Shared Electric Mobility Will Move the Future of India
Mahesh Babu
Read more to know about the future of Electric Vehicles in the country as captured by the CEO of the pioneers in EV technology in India, Mahesh Babu.




This article, originally written by Mahesh Babu, CEO of Mahindra Electric, was published in Silicon India Magazine in the November issue (page 8): https://www.siliconindiamagazine.com/magazine/auto-tech-startups-special-november-2018/

In the last decade or so, India has moved at an astonishing pace: towards quicker economic growth, rapid urbanisation, larger population, better technology, etc. We moved from landlines to wireless, to mobile phones, to a time where every person carries a communication device on them… all in less than 10 years! The mobility sector is no stranger to this movement.

Supporting one of the largest populations, fastest growing economies and approximately only 25/1000 penetration of vehicles in India, our mobility industry is unique in itself. Given the circumstances in India, the mobility sector has had to innovate, grow and reimagine things constantly, be it sharing or going sustainable.

Who can forget Bollywood capturing rural India migrating to urban pastures, sitting atop a train? The Indian geography has been actively sharing commutes, even at a time when no one else considered it. We have the likes of shared tempos, three-wheelers, tractors being extended as a mobility solution and basic electric two-wheelers being put together in rural workshops.

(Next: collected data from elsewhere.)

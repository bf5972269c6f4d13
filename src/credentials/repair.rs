//! Structural repair of the credential cache
//!
//! A malformed line is corrected only when a single reading of it yields a valid username and
//! a valid secret hash. Everything else is quarantined: dropped from the live cache and kept in
//! the quarantine file next to the sync backup. Lines that are already well-formed, comments
//! and blank lines are never rewritten.

use rustc_hash::FxHashMap;
use serde::Serialize;

use crate::{
    credentials::cache::{CacheDocument, CacheEntry, CacheLine},
    identity::RoleName,
    secrets::SecretHash,
};

/// Correction applied to a malformed line.
#[derive(Debug, Clone, Copy, PartialEq, Eq, Hash, Serialize)]
#[serde(rename_all = "kebab-case")]
pub enum Fix {
    /// Leading or trailing whitespace removed.
    SurroundingWhitespace,

    /// Separator between the fields normalized to one space.
    FieldSeparator,

    /// Whitespace removed from inside the secret hash.
    HashWhitespace,

    /// Missing quotes added.
    MissingQuotes,
}

/// Why a line was quarantined.
#[derive(Debug, Clone, Copy, PartialEq, Eq, Hash, Serialize)]
#[serde(rename_all = "kebab-case")]
pub enum QuarantineReason {
    /// Line has no recognizable structure.
    Unparseable,

    /// Username is not a valid role name (e.g. contains whitespace).
    InvalidUsername,

    /// Secret hash is truncated, unversioned or otherwise invalid.
    InvalidHash,

    /// Several lines name the same user with different hashes.
    ConflictingDuplicate,
}

/// What happened to one line.
#[derive(Debug, Clone, PartialEq, Eq, Serialize)]
#[serde(tag = "action", rename_all = "kebab-case")]
pub enum FindingAction {
    /// Line corrected in place.
    Repaired {
        /// Corrections applied.
        fixes: Vec<Fix>,
    },

    /// Line removed and quarantined.
    Quarantined {
        /// Why.
        reason: QuarantineReason,
    },

    /// Exact duplicate of an earlier entry, removed.
    DuplicateDropped,
}

/// Report for one corrupt line. Never carries the secret hash.
#[derive(Debug, Clone, PartialEq, Eq, Serialize)]
pub struct Finding {
    /// 1-based line number.
    pub line: usize,

    /// Username, when one could be read.
    pub username: Option<String>,

    /// Action taken.
    #[serde(flatten)]
    pub action: FindingAction,
}

/// Result of inspecting a cache.
#[derive(Debug, Clone, Default, PartialEq, Eq)]
pub struct Inspection {
    /// Repaired document.
    pub document: CacheDocument,

    /// One finding per corrupt line, ordered by line.
    pub findings: Vec<Finding>,

    /// Raw text of quarantined lines.
    pub quarantined_lines: Vec<String>,
}

impl Inspection {
    /// Whether no line needed attention.
    #[must_use]
    pub fn is_clean(&self) -> bool {
        self.findings.is_empty()
    }

    /// Number of lines corrected in place.
    #[must_use]
    pub fn repaired_count(&self) -> usize {
        self.count(|action| matches!(action, FindingAction::Repaired { .. }))
    }

    /// Number of lines quarantined.
    #[must_use]
    pub fn quarantined_count(&self) -> usize {
        self.count(|action| matches!(action, FindingAction::Quarantined { .. }))
    }

    /// Number of exact duplicates dropped.
    #[must_use]
    pub fn duplicates_dropped(&self) -> usize {
        self.count(|action| matches!(action, FindingAction::DuplicateDropped))
    }

    fn count(&self, predicate: impl Fn(&FindingAction) -> bool) -> usize {
        self.findings
            .iter()
            .filter(|finding| predicate(&finding.action))
            .count()
    }
}

enum Classified {
    Keep(String),
    Entry {
        entry: CacheEntry,
        fixes: Vec<Fix>,
    },
    Quarantine {
        reason: QuarantineReason,
        username: Option<String>,
    },
}

/// Check every line against the grammar and compute the repaired document.
#[must_use]
pub fn inspect(contents: &str) -> Inspection {
    let raw_lines: Vec<&str> = contents.lines().collect();

    let mut classified: Vec<Classified> = raw_lines
        .iter()
        .map(|raw| match CacheLine::parse(raw) {
            CacheLine::Entry(entry) => Classified::Entry {
                entry,
                fixes: Vec::new(),
            },
            CacheLine::Other(raw) => Classified::Keep(raw),
            CacheLine::Unparsed(raw) => match repair_line(&raw) {
                Ok((entry, fixes)) => Classified::Entry { entry, fixes },
                Err((reason, username)) => Classified::Quarantine { reason, username },
            },
        })
        .collect();

    let mut duplicates: Vec<usize> = Vec::new();
    let mut by_username: FxHashMap<RoleName, Vec<usize>> = FxHashMap::default();

    for (index, line) in classified.iter().enumerate() {
        if let Classified::Entry { entry, .. } = line {
            by_username
                .entry(entry.username.clone())
                .or_default()
                .push(index);
        }
    }

    for indices in by_username.into_values().filter(|indices| indices.len() > 1) {
        let hashes: Vec<&SecretHash> = indices
            .iter()
            .filter_map(|&index| match classified.get(index) {
                Some(Classified::Entry { entry, .. }) => Some(&entry.secret_hash),
                _ => None,
            })
            .collect();

        let identical = hashes.windows(2).all(|pair| pair.first() == pair.last());

        if identical {
            duplicates.extend(indices.iter().skip(1));
        } else {
            for index in indices {
                let Some(line) = classified.get_mut(index) else {
                    continue;
                };

                let username = match line {
                    Classified::Entry { entry, .. } => entry.username.to_string(),
                    Classified::Keep(_) | Classified::Quarantine { .. } => continue,
                };

                *line = Classified::Quarantine {
                    reason: QuarantineReason::ConflictingDuplicate,
                    username: Some(username),
                };
            }
        }
    }

    let mut inspection = Inspection::default();
    let mut lines = Vec::with_capacity(classified.len());

    for (index, (line, raw)) in classified.into_iter().zip(raw_lines).enumerate() {
        let number = index + 1;

        match line {
            Classified::Keep(raw) => lines.push(CacheLine::Other(raw)),
            Classified::Entry { entry, .. } if duplicates.contains(&index) => {
                inspection.findings.push(Finding {
                    line: number,
                    username: Some(entry.username.to_string()),
                    action: FindingAction::DuplicateDropped,
                });
            }
            Classified::Entry { entry, fixes } => {
                if !fixes.is_empty() {
                    inspection.findings.push(Finding {
                        line: number,
                        username: Some(entry.username.to_string()),
                        action: FindingAction::Repaired { fixes },
                    });
                }

                lines.push(CacheLine::Entry(entry));
            }
            Classified::Quarantine { reason, username } => {
                inspection.findings.push(Finding {
                    line: number,
                    username,
                    action: FindingAction::Quarantined { reason },
                });
                inspection.quarantined_lines.push(raw.to_string());
            }
        }
    }

    inspection.document = CacheDocument::from_lines(lines);

    inspection
}

type RepairFailure = (QuarantineReason, Option<String>);

/// Username a malformed line would authenticate, when one can be read from it.
pub(crate) fn claimed_username(raw: &str) -> Option<String> {
    match repair_line(raw) {
        Ok((entry, _fixes)) => Some(entry.username.to_string()),
        Err((_reason, username)) => username,
    }
}

fn repair_line(raw: &str) -> Result<(CacheEntry, Vec<Fix>), RepairFailure> {
    let mut fixes = Vec::new();
    let mut fix = |applied: Fix| {
        if !fixes.contains(&applied) {
            fixes.push(applied);
        }
    };

    let trimmed = raw.trim();

    if trimmed.len() != raw.len() {
        fix(Fix::SurroundingWhitespace);
    }

    let (username, rest) = if let Some(after) = trimmed.strip_prefix('"') {
        after
            .split_once('"')
            .ok_or((QuarantineReason::Unparseable, None))?
    } else {
        fix(Fix::MissingQuotes);

        trimmed
            .split_once(char::is_whitespace)
            .ok_or((QuarantineReason::Unparseable, None))?
    };

    if username.is_empty() || username.chars().any(char::is_whitespace) {
        return Err((QuarantineReason::InvalidUsername, None));
    }

    let username =
        RoleName::parse(username).map_err(|_name| (QuarantineReason::InvalidUsername, None))?;

    let hash_field = rest.trim_start();

    if rest.strip_prefix(' ') != Some(hash_field) {
        fix(Fix::FieldSeparator);
    }

    let hash_body = match hash_field.strip_prefix('"') {
        Some(inner) => inner.strip_suffix('"').unwrap_or_else(|| {
            fix(Fix::MissingQuotes);
            inner
        }),
        None => {
            fix(Fix::MissingQuotes);
            hash_field.strip_suffix('"').unwrap_or(hash_field)
        }
    };

    if hash_body.contains('"') {
        return Err((QuarantineReason::Unparseable, Some(username.to_string())));
    }

    let compact: String = hash_body.chars().filter(|c| !c.is_whitespace()).collect();

    if compact.len() != hash_body.len() {
        fix(Fix::HashWhitespace);
    }

    let secret_hash = SecretHash::parse(&compact)
        .map_err(|_hash| (QuarantineReason::InvalidHash, Some(username.to_string())))?;

    Ok((
        CacheEntry {
            username,
            secret_hash,
        },
        fixes,
    ))
}

#[cfg(test)]
mod tests {
    use super::*;
    use crate::secrets::tests::{MD5_HASH, scram_hash};

    fn line(username: &str, hash: &str) -> String {
        format!("\"{username}\" \"{hash}\"")
    }

    #[test]
    fn clean_cache_has_no_findings() {
        let contents = format!(
            "{}\n;; comment\n{}\n",
            line("alice", MD5_HASH),
            line("bob", &scram_hash())
        );

        let inspection = inspect(&contents);

        assert!(inspection.is_clean());
        assert_eq!(inspection.document.render(), contents);
    }

    #[test]
    fn doubled_whitespace_inside_hash_is_repaired_without_touching_other_lines() {
        let scram = scram_hash();
        let broken = scram.replacen('$', "$  ", 2);
        let contents = format!(
            "{}\n\"bob\" \"{broken}\"\n{}\n",
            line("alice", MD5_HASH),
            line("carol", MD5_HASH)
        );

        let inspection = inspect(&contents);

        assert_eq!(inspection.repaired_count(), 1);
        assert_eq!(
            inspection.findings.first().map(|finding| &finding.action),
            Some(&FindingAction::Repaired {
                fixes: vec![Fix::HashWhitespace]
            })
        );
        assert_eq!(
            inspection.document.render(),
            format!(
                "{}\n{}\n{}\n",
                line("alice", MD5_HASH),
                line("bob", &scram),
                line("carol", MD5_HASH)
            )
        );
    }

    #[test]
    fn missing_quotes_and_extra_spacing_are_repaired() {
        let inspection = inspect(&format!("  alice   {MD5_HASH}\t\n"));

        assert_eq!(inspection.repaired_count(), 1);
        assert_eq!(inspection.document.render(), format!("{}\n", line("alice", MD5_HASH)));
    }

    #[test]
    fn truncated_hash_is_quarantined() {
        let truncated = MD5_HASH.trim_end_matches("00");
        let contents = format!("{}\n{}\n", line("alice", truncated), line("bob", MD5_HASH));

        let inspection = inspect(&contents);

        assert_eq!(inspection.quarantined_count(), 1);
        assert_eq!(inspection.quarantined_lines, vec![line("alice", truncated)]);
        assert_eq!(inspection.document.render(), format!("{}\n", line("bob", MD5_HASH)));
    }

    #[test]
    fn whitespace_in_username_is_quarantined() {
        let inspection = inspect(&format!("\"ali ce\" \"{MD5_HASH}\"\n"));

        assert_eq!(
            inspection.findings.first().map(|finding| &finding.action),
            Some(&FindingAction::Quarantined {
                reason: QuarantineReason::InvalidUsername
            })
        );
        assert!(inspection.document.lines().is_empty());
    }

    #[test]
    fn identical_duplicates_collapse_and_conflicts_are_quarantined() {
        let contents = format!(
            "{}\n{}\n{}\n{}\n",
            line("alice", MD5_HASH),
            line("alice", MD5_HASH),
            line("bob", MD5_HASH),
            line("bob", &scram_hash()),
        );

        let inspection = inspect(&contents);

        assert_eq!(inspection.duplicates_dropped(), 1);
        assert_eq!(inspection.quarantined_count(), 2);
        assert_eq!(inspection.document.render(), format!("{}\n", line("alice", MD5_HASH)));
    }
}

Such is the focus of community sharing even in intra-city commutes in India. When the world is moving to shared mobility systems only now, it is interesting to know that India, even as a late adopter by modern definitions, is predicted to have 35% of all the miles travelled classified as shared (Morgan and Stanley estimate).

In cities, when the planned development for mobility moved towards building metros, it was amazing to see the quick identification of opportunity and requirement for last mile connectivity which resulted in basic motor and battery combination vehicles cropping up on the roads. These locally made electric three-wheelers addressed requirements which weren’t planned for earlier. Sure, these contraptions might break down frequently and have no standardization from piece to piece, but they keep the economy of our cities moving. What’s worth appreciating is the innovation that went behind it – simple and inexpensive. This is what keeps India moving.

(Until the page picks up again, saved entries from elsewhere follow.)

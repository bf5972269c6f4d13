//! Credential cache file on disk, with its lock and backups.

use std::{
    io,
    path::{Path, PathBuf},
};

use jiff::Timestamp;
use tracing::debug;

use crate::{
    config::EngineConfig,
    credentials::errors::CacheError,
    files::{self, FileLock, LockError},
    retry::{RetryError, RetryPolicy},
};

const LOCK_FILE: &str = "credential-cache.lock";

const BACKUP_FILE_MODE: u32 = 0o600;

/// Location of the live cache and everything written next to it.
#[derive(Debug, Clone)]
pub struct CacheFile {
    path: PathBuf,
    backup_dir: PathBuf,
    lock_path: PathBuf,
    mode: u32,
}

impl CacheFile {
    /// Cache file described by `config`.
    #[must_use]
    pub fn from_config(config: &EngineConfig) -> Self {
        Self {
            path: config.cache_path.clone(),
            backup_dir: config.backup_dir(),
            lock_path: config.lock_dir().join(LOCK_FILE),
            mode: config.cache_file_mode,
        }
    }

    /// Live cache path.
    #[must_use]
    pub fn path(&self) -> &Path {
        &self.path
    }

    /// Current content; `None` if the cache does not exist yet.
    ///
    /// # Errors
    ///
    /// Returns [`CacheError::Read`] when the file exists but cannot be read.
    pub fn read(&self) -> Result<Option<String>, CacheError> {
        files::read_optional(&self.path).map_err(|source| CacheError::Read {
            path: self.path.clone(),
            source,
        })
    }

    /// Take the writer lock, waiting with backoff while another writer holds it.
    pub(crate) async fn lock(&self, retry: &RetryPolicy) -> Result<FileLock, CacheError> {
        files::acquire_lock(&self.lock_path, retry)
            .await
            .map_err(|error| match error.into_inner() {
                LockError::Contended { path } => CacheError::Locked { path },
                LockError::Io { path, source } => CacheError::Write { path, source },
            })
    }

    /// Snapshot `contents` into a new timestamped backup and return its path.
    ///
    /// # Errors
    ///
    /// Returns [`CacheError::Backup`] when the backup cannot be written.
    pub fn backup(&self, contents: &str) -> Result<PathBuf, CacheError> {
        let file_name = self
            .path
            .file_name()
            .map_or_else(|| "cache".into(), |name| name.to_string_lossy());
        let stamp = Timestamp::now().strftime("%Y%m%dT%H%M%SZ").to_string();

        let mut suffix = 0_u32;

        loop {
            let name = if suffix == 0 {
                format!("{file_name}.{stamp}.bak")
            } else {
                format!("{file_name}.{stamp}-{suffix}.bak")
            };
            let path = self.backup_dir.join(name);

            match files::write_new(&path, contents.as_bytes(), BACKUP_FILE_MODE) {
                Ok(()) => {
                    debug!(path = %path.display(), "wrote sync backup");

                    return Ok(path);
                }
                Err(error) if error.kind() == io::ErrorKind::AlreadyExists => {
                    suffix += 1;
                }
                Err(source) => return Err(CacheError::Backup { path, source }),
            }
        }
    }

    /// Write quarantined cache lines next to `backup`.
    ///
    /// # Errors
    ///
    /// Returns [`CacheError::Backup`] when the quarantine file cannot be written.
    pub fn write_quarantine(&self, backup: &Path, lines: &[String]) -> Result<PathBuf, CacheError> {
        let mut path = backup.as_os_str().to_owned();
        path.push(".quarantine");

        let path = PathBuf::from(path);

        let mut contents = String::new();

        for line in lines {
            contents.push_str(line);
            contents.push('\n');
        }

        files::write_atomic(&path, contents.as_bytes(), BACKUP_FILE_MODE).map_err(|source| {
            CacheError::Backup {
                path: path.clone(),
                source,
            }
        })?;

        Ok(path)
    }

    /// Atomically replace the live cache.
    ///
    /// # Errors
    ///
    /// Returns [`CacheError::Write`]; the previous cache is still live in that case.
    pub fn write(&self, contents: &str) -> Result<(), CacheError> {
        files::write_atomic(&self.path, contents.as_bytes(), self.mode).map_err(|source| {
            CacheError::Write {
                path: self.path.clone(),
                source,
            }
        })
    }

    /// [`Self::write`] with bounded retries.
    pub(crate) async fn write_with_retry(
        &self,
        contents: &str,
        retry: &RetryPolicy,
    ) -> Result<(), RetryError<CacheError>> {
        retry
            .run("write credential cache", || async { self.write(contents) })
            .await
    }
}

#[cfg(test)]
mod tests {
    use std::fs;

    use testresult::TestResult;

    use super::*;

    fn cache_file(dir: &Path) -> CacheFile {
        let config = EngineConfig::new(dir.join("hosts"), dir.join("userlist.txt"), "example.com");

        CacheFile::from_config(&config)
    }

    #[test]
    fn backups_never_overwrite_each_other() -> TestResult {
        let dir = tempfile::tempdir()?;
        let cache = cache_file(dir.path());

        let first = cache.backup("one\n")?;
        let second = cache.backup("two\n")?;

        assert_ne!(first, second);
        assert_eq!(fs::read_to_string(first)?, "one\n");
        assert_eq!(fs::read_to_string(second)?, "two\n");

        Ok(())
    }

    #[test]
    fn quarantine_sits_next_to_backup() -> TestResult {
        let dir = tempfile::tempdir()?;
        let cache = cache_file(dir.path());

        let backup = cache.backup("")?;
        let quarantine = cache.write_quarantine(&backup, &["\"bad\" \"md5\"".to_string()])?;

        assert_eq!(quarantine.parent(), backup.parent());
        assert!(quarantine.to_string_lossy().ends_with(".bak.quarantine"));
        assert_eq!(fs::read_to_string(quarantine)?, "\"bad\" \"md5\"\n");

        Ok(())
    }

    #[test]
    fn missing_cache_reads_as_none() -> TestResult {
        let dir = tempfile::tempdir()?;

        assert_eq!(cache_file(dir.path()).read()?, None);

        Ok(())
    }

    #[tokio::test]
    async fn second_writer_is_locked_out() -> TestResult {
        let dir = tempfile::tempdir()?;
        let cache = cache_file(dir.path());

        let _held = cache.lock(&RetryPolicy::once()).await?;

        assert!(matches!(
            cache.lock(&RetryPolicy::once()).await,
            Err(CacheError::Locked { .. })
        ));

        Ok(())
    }
}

And today, the situation is again in flux. We have growing cities, which are putting constant pressures on our resources of land and environments. A quick glance at the numbers highlight that between 2014 and 2050, close to 400 million Indians will be urbanized (World Bank Projections). As early as 2030, we will have at least 7 megacities with a population of 10 million plus, and almost 50 cities each with a population over 1 million.

These concentrated masses of people need us to rethink mobility in a manner which addresses not just congestion but also pollution. While India races to the future with mass rapid transportation systems, advanced connectivity and vehicle sharing models; it needs to find ways to make mobility sustainable. I have always believed that the most sustainable way to travel is to walk, but massive distances sometimes make it unreasonable. The next best alternative, hence, is to use shared electric mobility – reducing the carbon footprint for all passengers. The need for electric mass mobility and sustainable last mile connectivity stems from here.

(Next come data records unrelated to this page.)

//! Credential cache synchronization against the in-memory primary store and a recording
//! pooler controller.

use std::{fs, sync::Arc};

use tempfile::TempDir;
use testresult::TestResult;

use tenantgate::{
    config::EngineConfig,
    credentials::{CacheDocument, EntryChange, ReloadOutcome, SyncAction},
    engine::Engine,
    errors::ErrorKind,
    fixtures::{Fixture, MemoryPrimaryStore, RecordingController, fake_scram_hash},
    identity::{RoleName, TenantId},
    process::{ProcessController, ProcessStatus},
    registry::MemberAccess,
    store::{PrimaryStore, StoreError},
};

struct Harness {
    _dir: TempDir,
    engine: Engine,
    store: Arc<MemoryPrimaryStore>,
    controller: Arc<RecordingController>,
}

impl Harness {
    fn new(controller: RecordingController) -> TestResult<Self> {
        let mut fixture = Fixture::new();
        fixture.load_store("platform")?;

        Self::from_fixture(&fixture, controller)
    }

    fn from_fixture(fixture: &Fixture, controller: RecordingController) -> TestResult<Self> {
        let dir = tempfile::tempdir()?;

        let mut config = EngineConfig::new(
            dir.path().join("hosts"),
            dir.path().join("userlist.txt"),
            "db.example.com",
        );
        config.retry_backoff_ms = 0;

        let store = fixture.store();
        let controller = Arc::new(controller);
        let engine = Engine::new(
            config,
            Arc::clone(&store) as Arc<dyn PrimaryStore>,
            Arc::clone(&controller) as Arc<dyn ProcessController>,
        )?;

        Ok(Self {
            _dir: dir,
            engine,
            store,
            controller,
        })
    }

    fn cache_contents(&self) -> TestResult<String> {
        Ok(self.engine.sync().cache().read()?.unwrap_or_default())
    }

    fn write_cache(&self, contents: &str) -> TestResult {
        fs::write(self.engine.sync().cache().path(), contents)?;

        Ok(())
    }
}

#[tokio::test]
async fn full_resync_is_idempotent() -> TestResult {
    let harness = Harness::new(RecordingController::new())?;

    let first = harness.engine.sync().full_resync().await?;

    assert_eq!(first.added, 2, "only login-capable roles are cached");
    assert!(first.written);
    assert_eq!(first.reload, Some(ReloadOutcome::Reloaded));

    let second = harness.engine.sync().full_resync().await?;

    assert!(!second.has_changes());
    assert!(!second.written);
    assert_eq!(second.unchanged, 2);
    assert_eq!(second.reload, None);
    assert_eq!(harness.controller.actions(), ["reload"]);

    let cache = CacheDocument::parse(&harness.cache_contents()?);

    assert!(cache.entry(&RoleName::parse("replicator")?).is_none());

    Ok(())
}

#[tokio::test]
async fn incremental_syncs_match_a_full_resync() -> TestResult {
    let harness = Harness::new(RecordingController::new())?;
    let lifecycle = harness.engine.lifecycle();
    let sync = harness.engine.sync();

    sync.full_resync().await?;

    let alpha = TenantId::parse("alpha")?;
    lifecycle.create_tenant(alpha.clone(), None, None).await?;
    lifecycle
        .create_tenant(TenantId::parse("beta")?, None, None)
        .await?;

    let reader = RoleName::parse("alpha_reader")?;
    lifecycle
        .add_member(&alpha, reader.clone(), MemberAccess::Readonly, None)
        .await?;
    lifecycle.rotate_password(&alpha, &reader, None).await?;
    lifecycle
        .add_member(
            &alpha,
            RoleName::parse("alpha_writer")?,
            MemberAccess::Full,
            None,
        )
        .await?;
    lifecycle.remove_member(&alpha, &reader).await?;

    assert_eq!(sync.verify()?.corrupt(), 0);

    let resync = sync.full_resync().await?;

    assert!(!resync.has_changes(), "{resync:?}");
    assert!(!resync.written, "incremental results are already canonical");

    Ok(())
}

#[tokio::test]
async fn out_of_band_password_changes_are_picked_up() -> TestResult {
    let harness = Harness::new(RecordingController::new())?;
    let reporting = RoleName::parse("reporting")?;

    harness.engine.sync().full_resync().await?;
    harness
        .store
        .set_secret_hash(&reporting, fake_scram_hash(&reporting, "rotated")?)?;

    let report = harness.engine.sync().full_resync().await?;

    assert_eq!(report.updated, 1);
    assert_eq!(report.unchanged, 1);

    let backup = report.backup.map(fs::read_to_string).transpose()?;

    assert!(backup.is_some_and(|contents| contents.contains("\"reporting\"")));

    Ok(())
}

#[tokio::test]
async fn sync_one_leaves_other_lines_alone() -> TestResult {
    let harness = Harness::new(RecordingController::new())?;
    let reporting = RoleName::parse("reporting")?;

    harness.write_cache(
        "# managed by hand\n\"legacy\" \"md5fedcba9876543210fedcba9876543210\"\n",
    )?;

    let report = harness
        .engine
        .sync()
        .sync_one(&reporting, SyncAction::Add)
        .await?;

    assert_eq!(report.change, EntryChange::Added);

    let contents = harness.cache_contents()?;

    assert!(contents.starts_with("# managed by hand\n"));
    assert!(contents.contains("\"legacy\""));
    assert!(contents.contains("\"reporting\""));

    let again = harness
        .engine
        .sync()
        .sync_one(&reporting, SyncAction::Update)
        .await?;

    assert_eq!(again.change, EntryChange::Unchanged);
    assert_eq!(again.reload, None);

    let deleted = harness
        .engine
        .sync()
        .sync_one(&RoleName::parse("replicator")?, SyncAction::Add)
        .await?;

    assert_eq!(
        deleted.change,
        EntryChange::Unchanged,
        "roles that cannot log in are never added"
    );

    Ok(())
}

#[tokio::test]
async fn sync_one_retires_malformed_lines_for_the_same_user() -> TestResult {
    let harness = Harness::new(RecordingController::new())?;
    let reporting = RoleName::parse("reporting")?;
    let stale = "md5aaaaaaaaaaaaaaaaaaaaaaaaaaaaaaaa";

    harness.write_cache(&format!(
        "\"legacy\" \"md5fedcba9876543210fedcba9876543210\"\n\"reporting\"  \"{stale}\"\n"
    ))?;

    let report = harness
        .engine
        .sync()
        .sync_one(&reporting, SyncAction::Update)
        .await?;

    assert_eq!(report.change, EntryChange::Updated);

    let current = harness
        .store
        .login_role(&reporting)
        .await?
        .ok_or("reporting cannot log in")?;
    let contents = harness.cache_contents()?;

    assert!(!contents.contains(stale), "stale hash for reporting still live");
    assert_eq!(
        contents.lines().filter(|line| line.contains("reporting")).count(),
        1
    );
    assert!(contents.contains(&format!(
        "\"reporting\" \"{}\"",
        current.secret_hash.as_str()
    )));

    harness.write_cache(&format!("{contents}reporting {stale}\n"))?;

    let deleted = harness
        .engine
        .sync()
        .sync_one(&reporting, SyncAction::Delete)
        .await?;

    assert_eq!(deleted.change, EntryChange::Removed);
    assert!(!harness.cache_contents()?.contains("reporting"));
    assert_eq!(harness.engine.sync().verify()?.corrupt(), 0);

    Ok(())
}

#[tokio::test]
async fn unambiguous_corruption_is_repaired_in_place() -> TestResult {
    let mut fixture = Fixture::from_set("platform")?;
    fixture.load_cache("corrupt")?;

    let harness = Harness::from_fixture(&fixture, RecordingController::new())?;
    let original = fixture.cache()?;

    harness.write_cache(original)?;

    let verified = harness.engine.sync().verify()?;

    assert_eq!(verified.corrupt(), 1);
    assert!(!verified.written);
    assert_eq!(harness.cache_contents()?, original, "verify never writes");

    let report = harness.engine.sync().verify_and_repair().await?;

    assert_eq!(report.repaired, 1);
    assert_eq!(report.quarantined, 0);
    assert!(report.written);

    let contents = harness.cache_contents()?;

    for untouched in original.lines().filter(|line| !line.contains("alpha_owner")) {
        assert!(contents.lines().any(|line| line == untouched), "{untouched}");
    }
    assert!(contents.contains("\"alpha_owner\" \"md50123456789abcdef0123456789abcdef\""));

    let backup = report.backup.map(fs::read_to_string).transpose()?;

    assert_eq!(backup.as_deref(), Some(original));
    assert_eq!(harness.engine.sync().verify()?.corrupt(), 0);

    Ok(())
}

#[tokio::test]
async fn ambiguous_corruption_is_quarantined() -> TestResult {
    let harness = Harness::new(RecordingController::new())?;
    let truncated = "\"alpha_owner\" \"md50123456789abc\"";

    harness.write_cache(&format!(
        "\"reporting\" \"md5fedcba9876543210fedcba9876543210\"\n{truncated}\n"
    ))?;

    let report = harness.engine.sync().verify_and_repair().await?;

    assert_eq!(report.quarantined, 1);
    assert!(!harness.cache_contents()?.contains("alpha_owner"));

    let quarantine = report.quarantine.map(fs::read_to_string).transpose()?;

    assert_eq!(quarantine, Some(format!("{truncated}\n")));

    let finding = report.findings.first().map(|finding| finding.line);

    assert_eq!(finding, Some(2));

    Ok(())
}

#[tokio::test]
async fn failed_reload_falls_back_to_restart() -> TestResult {
    let harness = Harness::new(RecordingController::without_reload())?;

    let report = harness.engine.sync().full_resync().await?;

    assert_eq!(report.reload, Some(ReloadOutcome::Restarted));
    assert_eq!(harness.controller.actions(), ["reload", "restart", "status"]);

    Ok(())
}

#[tokio::test]
async fn pooler_that_stays_down_fails_the_sync() -> TestResult {
    let harness = Harness::new(RecordingController::without_reload())?;

    harness.controller.set_status(ProcessStatus::Stopped);

    let result = harness.engine.sync().full_resync().await;

    assert_eq!(
        result.err().map(|error| error.kind()),
        Some(ErrorKind::SyncFailure)
    );
    assert!(
        !harness.cache_contents()?.is_empty(),
        "the written cache stays for the next start"
    );

    Ok(())
}

#[tokio::test]
async fn transient_store_failures_are_retried() -> TestResult {
    let harness = Harness::new(RecordingController::new())?;

    harness.store.fail_next(
        "list_login_roles",
        StoreError::Unavailable("connection reset".into()),
    );

    let report = harness.engine.sync().full_resync().await?;

    assert_eq!(report.added, 2);
    assert_eq!(
        harness
            .store
            .calls()
            .iter()
            .filter(|call| call.starts_with("list_login_roles"))
            .count(),
        2
    );

    Ok(())
}

#[tokio::test]
async fn permanent_store_failures_are_not_retried() -> TestResult {
    let harness = Harness::new(RecordingController::new())?;

    harness.store.fail_next(
        "list_login_roles",
        StoreError::Rejected("permission denied".into()),
    );

    let result = harness.engine.sync().full_resync().await;

    assert_eq!(
        result.err().map(|error| error.kind()),
        Some(ErrorKind::SyncFailure)
    );
    assert_eq!(harness.store.calls().len(), 1);
    assert!(harness.controller.actions().is_empty());

    Ok(())
}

This segment has the potential to become more organized and be greener and more sustainable, and there are several models that can support this. An interesting sustainable mobility application in the city is in the space of shared employee commute and fleet applications of EVs.

In fact, owing to my association with Mahindra Electric, I have had the opportunity to study these segments and the adoption possibilities thereof, on a personal level. Sustainable mobility in fleet applications not just encourages greener living, but also makes economic sense. Working with these setups, we have had multiple business learnings like – the fastest way to breakeven is by ensuring that EVs are always running. And an efficient way to run the operations is by installing fast-charging infrastructure at key locations, using software support systems to draw on the enhanced connectivity capabilities of EVs resulting into maximum value in terms of output from asset, and EV batteries can last almost up to 2 lakh kms for an individual vehicle without requiring major overhaul. These and many similar learnings have brought me to believe that the way for India to adopt sustainable mobility is through mass and shared applications of electric vehicles.

I believe that today, India is standing at a tipping point. We have a past which boasts of the widest range of vehicles – two wheelers, three wheelers, cars, LCVs, HCVs etc., powering mobility for the economy. And now we are building a new future with a mobility ecosystem which is sustainable, green, connected, shared and yet serving the unique Indian requirements. As a nation, we are going to integrate everything and present one of the largest EV ecosystem models across economies. The world is looking up to us!

And it is people like you and me who will create this future. My colleagues, my peers in the industry and the government, my friends and family who are a part of this ecosystem as consumers; it is us who will collectively make this happen. A greener future is in our hands!